** Task goal **
Beginning with the first line of the data below, reproduce every line unchanged, ending with the line that holds "const POLYFILL_SOURCE: &str".
-- Opening Marker --
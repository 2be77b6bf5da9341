//! Background shortcut descriptors and picker listings.

use std::collections::BTreeSet;

/// Opaque identifier of a background-content slot.
pub type ShortcutId = String;

/// A shortcut that may be kept alive as a background page.
#[derive(Debug, Clone, PartialEq, Eq, serde::Deserialize, serde::Serialize)]
pub struct BackgroundShortcut {
    pub id: ShortcutId,
    #[serde(default)]
    pub name: String,
    pub url: String,
}

impl BackgroundShortcut {
    pub fn new(id: impl Into<String>, name: impl Into<String>, url: impl Into<String>) -> Self {
        Self {
            id: id.into(),
            name: name.into(),
            url: url.into(),
        }
    }
}

/// Row shown by a shortcut picker: one configured shortcut plus its running flag.
#[derive(Debug, Clone, PartialEq, Eq)]
pub struct ShortcutListing {
    pub id: ShortcutId,
    pub name: String,
    pub is_running: bool,
}

/// Joins configured shortcuts with the registry's running set, preserving config order.
pub fn shortcut_listings(
    shortcuts: &[BackgroundShortcut],
    running: &BTreeSet<ShortcutId>,
) -> Vec<ShortcutListing> {
    shortcuts
        .iter()
        .map(|shortcut| ShortcutListing {
            id: shortcut.id.clone(),
            name: shortcut.name.clone(),
            is_running: running.contains(&shortcut.id),
        })
        .collect()
}
//! Page-side media instrumentation.
//!
//! The injected script detects media activity inside a page and reports it through the
//! bridge interface; it also installs the reverse entry points the coordinator invokes.
//! `headless` implements the same contract natively.

pub mod headless;

use serde_json::{Number, Value};

/// Global name the page engine exposes the bridge under.
pub const BRIDGE_INTERFACE: &str = "TabwardenMediaSession";
/// Window property marking an installed script. Bump the suffix when the script changes.
pub const INSTALL_GUARD_KEY: &str = "__tabwardenMediaSessionV1";
/// Past this position, "previous" rewinds to the start instead of changing track.
pub const RESTART_THRESHOLD_SECS: f64 = 4.0;
pub const MIN_ARTWORK_WIDTH: u32 = 99;
pub const MAX_ARTWORK_WIDTH: u32 = 999;

const POLYFILL_SOURCE: &str = include_str!("../../assets/media_session_polyfill.js");
const BRIDGE_TEMPLATE: &str = include_str!("../../assets/media_session_bridge.js");

/// Entry points installed into the page and invoked for routed transport commands.
#[derive(Debug, Clone, Copy, PartialEq)]
pub enum ReverseEntry {
    Resume,
    /// `emit_event == false` suppresses the page's next pause report.
    Pause { emit_event: bool },
    Seek { seconds: f64 },
    SkipPrevious,
    SkipNext,
    /// Stops the tracked media and reports `onDestroy`.
    End,
}

impl ReverseEntry {
    pub fn entry_name(&self) -> &'static str {
        match self {
            Self::Resume => "__tabwardenResume",
            Self::Pause { .. } => "__tabwardenPause",
            Self::Seek { .. } => "__tabwardenSeek",
            Self::SkipPrevious => "__tabwardenSkipPrevious",
            Self::SkipNext => "__tabwardenSkipNext",
            Self::End => "__tabwardenEnd",
        }
    }

    /// Script invoking this entry. Does nothing in pages without the instrumentation.
    pub fn to_script(&self) -> String {
        let argument = match self {
            Self::Pause { emit_event } => emit_event.to_string(),
            Self::Seek { seconds } => js_number(*seconds),
            _ => String::new(),
        };
        format!(
            "(function(){{var entry=window[{}];if(typeof entry==='function')entry({});}})();",
            js_string(self.entry_name()),
            argument
        )
    }
}

fn js_string(value: &str) -> String {
    Value::from(value).to_string()
}

fn js_number(value: f64) -> String {
    Number::from_f64(value.max(0.0))
        .map(|number| number.to_string())
        .unwrap_or_else(|| "0".to_string())
}

/// Full script injected into every page document: the media-session polyfill followed by
/// the guarded instrumentation.
pub fn media_session_script() -> String {
    let instrumentation = [
        ("__GUARD_KEY__", js_string(INSTALL_GUARD_KEY)),
        ("__BRIDGE_INTERFACE__", js_string(BRIDGE_INTERFACE)),
        ("__RESTART_THRESHOLD_SECS__", js_number(RESTART_THRESHOLD_SECS)),
        ("__MIN_ARTWORK_WIDTH__", MIN_ARTWORK_WIDTH.to_string()),
        ("__MAX_ARTWORK_WIDTH__", MAX_ARTWORK_WIDTH.to_string()),
        ("__PREVIOUS_TRACK__", js_string("previoustrack")),
        ("__NEXT_TRACK__", js_string("nexttrack")),
        (
            "__ENTRY_RESUME__",
            js_string(ReverseEntry::Resume.entry_name()),
        ),
        (
            "__ENTRY_PAUSE__",
            js_string(ReverseEntry::Pause { emit_event: true }.entry_name()),
        ),
        (
            "__ENTRY_SEEK__",
            js_string(ReverseEntry::Seek { seconds: 0.0 }.entry_name()),
        ),
        (
            "__ENTRY_SKIP_PREVIOUS__",
            js_string(ReverseEntry::SkipPrevious.entry_name()),
        ),
        (
            "__ENTRY_SKIP_NEXT__",
            js_string(ReverseEntry::SkipNext.entry_name()),
        ),
        ("__ENTRY_END__", js_string(ReverseEntry::End.entry_name())),
    ]
    .iter()
    .fold(BRIDGE_TEMPLATE.to_string(), |script, (placeholder, value)| {
        script.replace(placeholder, value)
    });
    format!("{POLYFILL_SOURCE}\n{instrumentation}")
}

/// One `MediaMetadata.artwork` entry.
#[derive(Debug, Clone, PartialEq, Eq)]
pub struct PageArtwork {
    pub src: String,
    /// Raw `sizes` attribute, e.g. `"512x512"`.
    pub sizes: Option<String>,
}

impl PageArtwork {
    pub fn new(src: impl Into<String>, sizes: Option<&str>) -> Self {
        Self {
            src: src.into(),
            sizes: sizes.map(ToString::to_string),
        }
    }

    fn width(&self) -> Option<u32> {
        let sizes = self.sizes.as_deref()?;
        sizes.split('x').next()?.trim().parse().ok()
    }
}

/// Picks the widest artwork whose width lies in `[MIN_ARTWORK_WIDTH, MAX_ARTWORK_WIDTH]`.
/// Later entries win ties; entries without a parseable size are skipped.
pub fn select_artwork(items: &[PageArtwork]) -> Option<&str> {
    let mut best_width = MIN_ARTWORK_WIDTH;
    let mut selected = None;
    for item in items {
        let Some(width) = item.width() else {
            continue;
        };
        if width >= best_width && width <= MAX_ARTWORK_WIDTH {
            best_width = width;
            selected = Some(item.src.as_str());
        }
    }
    selected
}

/// Rewind-vs-previous tie-break for `ReverseEntry::SkipPrevious`: rewind whenever the
/// media has a duration and either meaningful time has elapsed or the page registered no
/// previous-track handler.
pub fn should_rewind_on_previous(
    position_secs: f64,
    duration_secs: f64,
    has_previous_handler: bool,
) -> bool {
    duration_secs > 0.0 && (position_secs > RESTART_THRESHOLD_SECS || !has_previous_handler)
}
//! Inbound bridge surface: the object a page's instrumentation script calls into.
//!
//! One bridge exists per content instance. Calls may arrive from any thread; the bridge
//! only converts page units and forwards to the coordinator, which serializes them.

use std::sync::Weak;

use log::debug;
use uuid::Uuid;

use crate::session::metadata::{page_seconds_to_ms, MediaAction, TrackInfo};
use crate::session::SessionEvent;
use crate::shortcut::ShortcutId;

/// Identifies one incarnation of a content instance. A recreated instance with the same
/// shortcut id gets a new token, so a destroyed page's bridge can never speak for it.
#[derive(Debug, Clone, PartialEq, Eq, Hash)]
pub struct InstanceOrigin {
    pub shortcut_id: ShortcutId,
    pub instance_token: Uuid,
}

impl InstanceOrigin {
    pub fn new(shortcut_id: impl Into<String>) -> Self {
        Self {
            shortcut_id: shortcut_id.into(),
            instance_token: Uuid::new_v4(),
        }
    }
}

/// Bridge call after unit conversion and action-name parsing.
#[derive(Debug, Clone, PartialEq)]
pub enum BridgeEvent {
    Session(SessionEvent),
    ActionHandler { action: MediaAction, enabled: bool },
}

/// Receiver of bridge traffic; implemented by the coordinator.
pub trait SessionEventSink: Send + Sync {
    fn is_background_capable(&self, origin: &InstanceOrigin) -> bool;
    fn submit(&self, origin: &InstanceOrigin, event: BridgeEvent);
}

/// Per-instance bridge handed to the page engine.
#[derive(Clone)]
pub struct MediaSessionBridge {
    origin: InstanceOrigin,
    sink: Weak<dyn SessionEventSink>,
}

impl MediaSessionBridge {
    pub fn new(origin: InstanceOrigin, sink: Weak<dyn SessionEventSink>) -> Self {
        Self { origin, sink }
    }

    pub fn origin(&self) -> &InstanceOrigin {
        &self.origin
    }

    fn submit(&self, event: BridgeEvent) {
        match self.sink.upgrade() {
            Some(sink) => sink.submit(&self.origin, event),
            None => debug!(
                "MediaSessionBridge: coordinator gone, dropping event from '{}'",
                self.origin.shortcut_id
            ),
        }
    }

    fn submit_session(&self, event: SessionEvent) {
        self.submit(BridgeEvent::Session(event));
    }

    /// Whether the page runs as a background instance. The instrumentation script does not
    /// install itself otherwise.
    pub fn is_background_capable(&self) -> bool {
        self.sink
            .upgrade()
            .is_some_and(|sink| sink.is_background_capable(&self.origin))
    }

    pub fn on_create(
        &self,
        title: &str,
        artist: &str,
        album: Option<&str>,
        artwork_url: Option<&str>,
    ) {
        self.submit_session(SessionEvent::Create(track_info(
            title,
            artist,
            album,
            artwork_url,
        )));
    }

    pub fn on_destroy(&self) {
        self.submit_session(SessionEvent::Destroy);
    }

    pub fn on_play(&self) {
        self.submit_session(SessionEvent::Play);
    }

    pub fn on_buffering(&self) {
        self.submit_session(SessionEvent::Buffering);
    }

    pub fn on_playing(&self, current_time_secs: f64, duration_secs: f64) {
        self.submit_session(SessionEvent::Playing {
            current_time_ms: page_seconds_to_ms(current_time_secs),
            duration_ms: page_seconds_to_ms(duration_secs),
        });
    }

    pub fn on_rate_change(&self, current_time_secs: f64, playback_rate: f64) {
        let rate = if playback_rate.is_finite() {
            playback_rate as f32
        } else {
            1.0
        };
        self.submit_session(SessionEvent::RateChange {
            current_time_ms: page_seconds_to_ms(current_time_secs),
            rate,
        });
    }

    pub fn on_seek_to(&self, current_time_secs: f64) {
        self.submit_session(SessionEvent::SeekTo {
            current_time_ms: page_seconds_to_ms(current_time_secs),
        });
    }

    pub fn on_pause(&self, current_time_secs: f64) {
        self.submit_session(SessionEvent::Pause {
            current_time_ms: page_seconds_to_ms(current_time_secs),
        });
    }

    pub fn on_set_action_handler(&self, action: &str, enabled: bool) {
        let Some(action) = MediaAction::from_name(action) else {
            debug!(
                "MediaSessionBridge: ignoring action handler '{}' from '{}'",
                action, self.origin.shortcut_id
            );
            return;
        };
        self.submit(BridgeEvent::ActionHandler { action, enabled });
    }

    pub fn on_metadata_update(
        &self,
        title: &str,
        artist: &str,
        album: Option<&str>,
        artwork_url: Option<&str>,
    ) {
        self.submit_session(SessionEvent::MetadataUpdate(track_info(
            title,
            artist,
            album,
            artwork_url,
        )));
    }
}

fn track_info(
    title: &str,
    artist: &str,
    album: Option<&str>,
    artwork_url: Option<&str>,
) -> TrackInfo {
    TrackInfo {
        title: title.to_string(),
        artist: artist.to_string(),
        album: album.map(ToString::to_string),
        artwork_url: artwork_url
            .map(str::trim)
            .filter(|url| !url.is_empty())
            .map(ToString::to_string),
    }
}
-- Closing Marker --
** Answer for this exercise **
repository 2be77b6bf5da9341
//! Background shortcut descriptors and picker listings.

use std::collections::BTreeSet;

/// Opaque identifier of a background-content slot.
pub type ShortcutId = String;

/// A shortcut that may be kept alive as a background page.
#[derive(Debug, Clone, PartialEq, Eq, serde::Deserialize, serde::Serialize)]
pub struct BackgroundShortcut {
    pub id: ShortcutId,
    #[serde(default)]
    pub name: String,
    pub url: String,
}

impl BackgroundShortcut {
    pub fn new(id: impl Into<String>, name: impl Into<String>, url: impl Into<String>) -> Self {
        Self {
            id: id.into(),
            name: name.into(),
            url: url.into(),
        }
    }
}

/// Row shown by a shortcut picker: one configured shortcut plus its running flag.
#[derive(Debug, Clone, PartialEq, Eq)]
pub struct ShortcutListing {
    pub id: ShortcutId,
    pub name: String,
    pub is_running: bool,
}

/// Joins configured shortcuts with the registry's running set, preserving config order.
pub fn shortcut_listings(
    shortcuts: &[BackgroundShortcut],
    running: &BTreeSet<ShortcutId>,
) -> Vec<ShortcutListing> {
    shortcuts
        .iter()
        .map(|shortcut| ShortcutListing {
            id: shortcut.id.clone(),
            name: shortcut.name.clone(),
            is_running: running.contains(&shortcut.id),
        })
        .collect()
}
//! Page-side media instrumentation.
//!
//! The injected script detects media activity inside a page and reports it through the
//! bridge interface; it also installs the reverse entry points the coordinator invokes.
//! `headless` implements the same contract natively.

pub mod headless;

use serde_json::{Number, Value};

/// Global name the page engine exposes the bridge under.
pub const BRIDGE_INTERFACE: &str = "TabwardenMediaSession";
/// Window property marking an installed script. Bump the suffix when the script changes.
pub const INSTALL_GUARD_KEY: &str = "__tabwardenMediaSessionV1";
/// Past this position, "previous" rewinds to the start instead of changing track.
pub const RESTART_THRESHOLD_SECS: f64 = 4.0;
pub const MIN_ARTWORK_WIDTH: u32 = 99;
pub const MAX_ARTWORK_WIDTH: u32 = 999;

const POLYFILL_SOURCE: &str = include_str!("../../assets/media_session_polyfill.js");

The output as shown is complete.